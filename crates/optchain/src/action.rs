use crate::constants::VALUE_KW;
use crate::error::{CliError, CliResult};
use crate::option::{Action, OptionDef};
use crate::state::State;
use crate::value::Value;

impl OptionDef {
    /// Run this option's action.
    ///
    /// `value` is the consumed token for positionals, the text after `=` (or
    /// `""`) for long options, and the rest of the cluster for short options,
    /// where `alias` names the matched character. For short options the
    /// returned string is the part of the cluster still to be processed.
    pub fn invoke(
        &self,
        state: &mut State<'_, '_>,
        value: &str,
        alias: Option<char>,
    ) -> CliResult<Option<String>> {
        match self.action() {
            Action::Constant | Action::Flag => self.store_constant(state, value, alias),
            Action::Counter => {
                self.assert_not_keyval(value, alias)?;
                let current = match state.get_optval(self.keyname(), 0).as_int() {
                    Some(n) => n,
                    None => {
                        tracing::debug!(
                            option = self.name(),
                            "stored counter is not an integer, counting from 0"
                        );
                        0
                    }
                };
                state.set_optval(self.keyname(), current + 1);
                Ok(alias.map(|_| value.to_string()))
            }
            Action::KeyValue => self.store_keyval(state, value, alias),
            Action::Positional => {
                state.set_optval(self.keyname(), value);
                Ok(None)
            }
            Action::Help => {
                self.store_constant(state, value, alias)?;
                let cmd = state.cmd();
                cmd.print_help(state.scope());
                Err(CliError::Exit(cmd.exit_success()))
            }
            Action::Version => {
                self.store_constant(state, value, alias)?;
                let cmd = state.cmd();
                cmd.print_version(state.scope());
                Err(CliError::Exit(cmd.exit_success()))
            }
        }
    }

    fn store_constant(
        &self,
        state: &mut State<'_, '_>,
        value: &str,
        alias: Option<char>,
    ) -> CliResult<Option<String>> {
        self.assert_not_keyval(value, alias)?;
        let constant = self.param(VALUE_KW).cloned().unwrap_or(Value::Bool(true));
        state.set_optval(self.keyname(), constant);
        Ok(alias.map(|_| value.to_string()))
    }

    fn store_keyval(
        &self,
        state: &mut State<'_, '_>,
        value: &str,
        alias: Option<char>,
    ) -> CliResult<Option<String>> {
        let value = if value.is_empty() {
            match state.pop_front() {
                Some(next) => next,
                None => {
                    let optname = match alias {
                        Some(c) => format!("-{c}"),
                        None => format!("--{}", self.name()),
                    };
                    return Err(CliError::MissingValue(optname));
                }
            }
        } else {
            value.to_string()
        };
        tracing::debug!(option = self.name(), %value, "key-value option matched");
        state.set_optval(self.keyname(), value);
        Ok(alias.map(|_| String::new()))
    }

    /// Reject `--name=value` for options that do not take a value.
    fn assert_not_keyval(&self, value: &str, alias: Option<char>) -> CliResult<()> {
        if alias.is_none() && !value.is_empty() {
            return Err(CliError::NotKeyValue(format!("--{}", self.name())));
        }
        Ok(())
    }
}

#[cfg(test)]
mod tests {
    use crate::builders::{
        constant, counter, flag, help_option, keyval, positional, version_option,
    };
    use crate::error::ErrorKind;
    use crate::scope::Scope;
    use crate::state::State;
    use crate::testing::{Recorder, argv};
    use crate::value::Value;

    #[test]
    fn constant_returns_rest_of_cluster() {
        let cmd = Recorder::default();
        let mut scope = Scope::root();
        let mut st = State::new(&cmd, &mut scope, &[]);

        let opt = constant("fail", "f", "").with_value("failed");
        let rest = opt.invoke(&mut st, "xy", Some('f')).unwrap();
        assert_eq!(rest.as_deref(), Some("xy"));
        assert_eq!(opt.invoke(&mut st, "", None).unwrap(), None);
        assert_eq!(st.get_optval("fail", Value::Null), Value::from("failed"));
    }

    #[test]
    fn non_keyval_rejects_attached_value() {
        let cmd = Recorder::default();
        let mut scope = Scope::root();
        let mut st = State::new(&cmd, &mut scope, &[]);

        let quiet = flag("quiet", "q", "");
        let err = quiet.invoke(&mut st, "x", None).unwrap_err();
        assert_eq!(err.to_string(), "Option --quiet is not a key-value option");

        let debug = counter("debug", "d", "");
        let err = debug.invoke(&mut st, "3", None).unwrap_err();
        assert_eq!(err.kind(), ErrorKind::NotKeyValue);
        assert_eq!(err.reason(), "Option --debug is not a key-value option");
    }

    #[test]
    fn counter_increments_from_store() {
        let cmd = Recorder::default();
        let mut scope = Scope::root();
        let mut st = State::new(&cmd, &mut scope, &[]);

        let opt = counter("debug", "d", "");
        opt.invoke(&mut st, "", None).unwrap();
        let rest = opt.invoke(&mut st, "dd", Some('d')).unwrap();
        assert_eq!(rest.as_deref(), Some("dd"));
        assert_eq!(st.get_optval("debug", 0), Value::Int(2));
    }

    #[test]
    fn counter_restarts_from_non_integer() {
        let cmd = Recorder::default();
        let mut scope = Scope::root();
        scope.set_optval("level", "high");
        let mut st = State::new(&cmd, &mut scope, &[]);

        let opt = counter("level", "l", "");
        opt.invoke(&mut st, "", None).unwrap();
        assert_eq!(st.get_optval("level", 0), Value::Int(1));
    }

    #[test]
    fn keyval_takes_remainder_or_next_token() {
        let cmd = Recorder::default();
        let mut scope = Scope::root();
        let mut st = State::new(&cmd, &mut scope, &argv(&["next", "--"]));

        let opt = keyval("input", "i", "");
        let rest = opt.invoke(&mut st, "ab", Some('i')).unwrap();
        assert_eq!(rest.as_deref(), Some(""));
        assert_eq!(st.get_optval("input", Value::Null), Value::from("ab"));

        assert_eq!(opt.invoke(&mut st, "", None).unwrap(), None);
        assert_eq!(st.get_optval("input", Value::Null), Value::from("next"));

        opt.invoke(&mut st, "", Some('i')).unwrap();
        assert_eq!(st.get_optval("input", Value::Null), Value::from("--"));

        let err = opt.invoke(&mut st, "", Some('i')).unwrap_err();
        assert_eq!(err.to_string(), "Option -i requires a value");
        let err = opt.invoke(&mut st, "", None).unwrap_err();
        assert_eq!(err.to_string(), "Option --input requires a value");
    }

    #[test]
    fn positional_stores_under_keyname() {
        let cmd = Recorder::default();
        let mut scope = Scope::root();
        let mut st = State::new(&cmd, &mut scope, &[]);

        let opt = positional("FOO", "").with_keyname("foo");
        opt.invoke(&mut st, "bar", None).unwrap();
        assert_eq!(st.get_optval("foo", Value::Null), Value::from("bar"));
    }

    #[test]
    fn help_and_version_terminate() {
        let cmd = Recorder::default();
        let mut scope = Scope::root();
        let mut st = State::new(&cmd, &mut scope, &[]);

        let err = help_option().invoke(&mut st, "", Some('h')).unwrap_err();
        assert_eq!(err.exit_code(), Some(0));
        assert_eq!(st.get_optval("help", false), Value::Bool(true));

        let err = version_option().invoke(&mut st, "", None).unwrap_err();
        assert_eq!(err.exit_code(), Some(0));

        assert_eq!(cmd.help_calls(), 1);
        assert_eq!(cmd.version_calls(), 1);
    }
}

■ TASK TO CARRY OUT
Give the material again, complete and unaltered.

■ ANSWER BOX
filename crates/optchain/src/action.rs
use crate::constants::VALUE_KW;
use crate::error::{CliError, CliResult};
use crate::option::{Action, OptionDef};
use crate::state::State;
use crate::value::Value;

impl OptionDef {
    /// Run this option's action.
    ///
    /// `value` is the consumed token for positionals, the text after `=` (or
    /// `""`) for long options, and the rest of the cluster for short options,
    /// where `alias` names the matched character. For short options the
    /// returned string is the part of the cluster still to be processed.
    pub fn invoke(
        &self,
        state: &mut State<'_, '_>,
        value: &str,
        alias: Option<char>,
    ) -> CliResult<Option<String>> {
        match self.action() {
            Action::Constant | Action::Flag => self.store_constant(state, value, alias),
            Action::Counter => {
                self.assert_not_keyval(value, alias)?;
                let current = match state.get_optval(self.keyname(), 0).as_int() {
                    Some(n) => n,
                    None => {
                        tracing::debug!(
                            option = self.name(),
                            "stored counter is not an integer, counting from 0"
                        );
                        0
                    }
                };
                state.set_optval(self.keyname(), current + 1);
                Ok(alias.map(|_| value.to_string()))
            }
            Action::KeyValue => self.store_keyval(state, value, alias),
            Action::Positional => {
                state.set_optval(self.keyname(), value);
                Ok(None)
            }
            Action::Help => {
                self.store_constant(state, value, alias)?;
                let cmd = state.cmd();
                cmd.print_help(state.scope());
                Err(CliError::Exit(cmd.exit_success()))
            }
            Action::Version => {
                self.store_constant(state, value, alias)?;
                let cmd = state.cmd();
                cmd.print_version(state.scope());
                Err(CliError::Exit(cmd.exit_success()))
            }
        }
    }

    fn store_constant(
        &self,
        state: &mut State<'_, '_>,
        value: &str,
        alias: Option<char>,
    ) -> CliResult<Option<String>> {
        self.assert_not_keyval(value, alias)?;
        let constant = self.param(VALUE_KW).cloned().unwrap_or(Value::Bool(true));
        state.set_optval(self.keyname(), constant);
        Ok(alias.map(|_| value.to_string()))
    }

    fn store_keyval(
        &self,
        state: &mut State<'_, '_>,
        value: &str,
        alias: Option<char>,
    ) -> CliResult<Option<String>> {
        let value = if value.is_empty() {
            match state.pop_front() {
                Some(next) => next,
                None => {
                    let optname = match alias {
                        Some(c) => format!("-{c}"),
                        None => format!("--{}", self.name()),
                    };
                    return Err(CliError::MissingValue(optname));
                }
            }
        } else {
            value.to_string()
        };
        tracing::debug!(option = self.name(), %value, "key-value option matched");
        state.set_optval(self.keyname(), value);
        Ok(alias.map(|_| String::new()))
    }

    /// Reject `--name=value` for options that do not take a value.
    fn assert_not_keyval(&self, value: &str, alias: Option<char>) -> CliResult<()> {
        if alias.is_none() && !value.is_empty() {
            return Err(CliError::NotKeyValue(format!("--{}", self.name())));
        }
        Ok(())
    }
}

#[cfg(test)]
mod tests {
    use crate::builders::{
        constant, counter, flag, help_option, keyval, positional, version_option,
    };
    use crate::error::ErrorKind;
    use crate::scope::Scope;
    use crate::state::State;
    use crate::testing::{Recorder, argv};
    use crate::value::Value;

    #[test]
    fn constant_returns_rest_of_cluster() {
        let cmd = Recorder::default();
        let mut scope = Scope::root();
        let mut st = State::new(&cmd, &mut scope, &[]);

        let opt = constant("fail", "f", "").with_value("failed");
        let rest = opt.invoke(&mut st, "xy", Some('f')).unwrap();
        assert_eq!(rest.as_deref(), Some("xy"));
        assert_eq!(opt.invoke(&mut st, "", None).unwrap(), None);
        assert_eq!(st.get_optval("fail", Value::Null), Value::from("failed"));
    }

    #[test]
    fn non_keyval_rejects_attached_value() {
        let cmd = Recorder::default();
        let mut scope = Scope::root();
        let mut st = State::new(&cmd, &mut scope, &[]);

        let quiet = flag("quiet", "q", "");
        let err = quiet.invoke(&mut st, "x", None).unwrap_err();
        assert_eq!(err.to_string(), "Option --quiet is not a key-value option");

        let debug = counter("debug", "d", "");
        let err = debug.invoke(&mut st, "3", None).unwrap_err();
        assert_eq!(err.kind(), ErrorKind::NotKeyValue);
        assert_eq!(err.reason(), "Option --debug is not a key-value option");
    }

    #[test]
    fn counter_increments_from_store() {
        let cmd = Recorder::default();
        let mut scope = Scope::root();
        let mut st = State::new(&cmd, &mut scope, &[]);

        let opt = counter("debug", "d", "");
        opt.invoke(&mut st, "", None).unwrap();
        let rest = opt.invoke(&mut st, "dd", Some('d')).unwrap();
        assert_eq!(rest.as_deref(), Some("dd"));
        assert_eq!(st.get_optval("debug", 0), Value::Int(2));
    }

    #[test]
    fn counter_restarts_from_non_integer() {
        let cmd = Recorder::default();
        let mut scope = Scope::root();
        scope.set_optval("level", "high");
        let mut st = State::new(&cmd, &mut scope, &[]);

        let opt = counter("level", "l", "");
        opt.invoke(&mut st, "", None).unwrap();
        assert_eq!(st.get_optval("level", 0), Value::Int(1));
    }

    #[test]
    fn keyval_takes_remainder_or_next_token() {
        let cmd = Recorder::default();
        let mut scope = Scope::root();
        let mut st = State::new(&cmd, &mut scope, &argv(&["next", "--"]));

        let opt = keyval("input", "i", "");
        let rest = opt.invoke(&mut st, "ab", Some('i')).unwrap();
        assert_eq!(rest.as_deref(), Some(""));
        assert_eq!(st.get_optval("input", Value::Null), Value::from("ab"));

        assert_eq!(opt.invoke(&mut st, "", None).unwrap(), None);
        assert_eq!(st.get_optval("input", Value::Null), Value::from("next"));

        opt.invoke(&mut st, "", Some('i')).unwrap();
        assert_eq!(st.get_optval("input", Value::Null), Value::from("--"));

        let err = opt.invoke(&mut st, "", Some('i')).unwrap_err();
        assert_eq!(err.to_string(), "Option -i requires a value");
        let err = opt.invoke(&mut st, "", None).unwrap_err();
        assert_eq!(err.to_string(), "Option --input requires a value");
    }

    #[test]
    fn positional_stores_under_keyname() {
        let cmd = Recorder::default();
        let mut scope = Scope::root();
        let mut st = State::new(&cmd, &mut scope, &[]);

        let opt = positional("FOO", "").with_keyname("foo");
        opt.invoke(&mut st, "bar", None).unwrap();
        assert_eq!(st.get_optval("foo", Value::Null), Value::from("bar"));
    }

    #[test]
    fn help_and_version_terminate() {
        let cmd = Recorder::default();
        let mut scope = Scope::root();
        let mut st = State::new(&cmd, &mut scope, &[]);

        let err = help_option().invoke(&mut st, "", Some('h')).unwrap_err();
        assert_eq!(err.exit_code(), Some(0));
        assert_eq!(st.get_optval("help", false), Value::Bool(true));

        let err = version_option().invoke(&mut st, "", None).unwrap_err();
        assert_eq!(err.exit_code(), Some(0));

        assert_eq!(cmd.help_calls(), 1);
        assert_eq!(cmd.version_calls(), 1);
    }
}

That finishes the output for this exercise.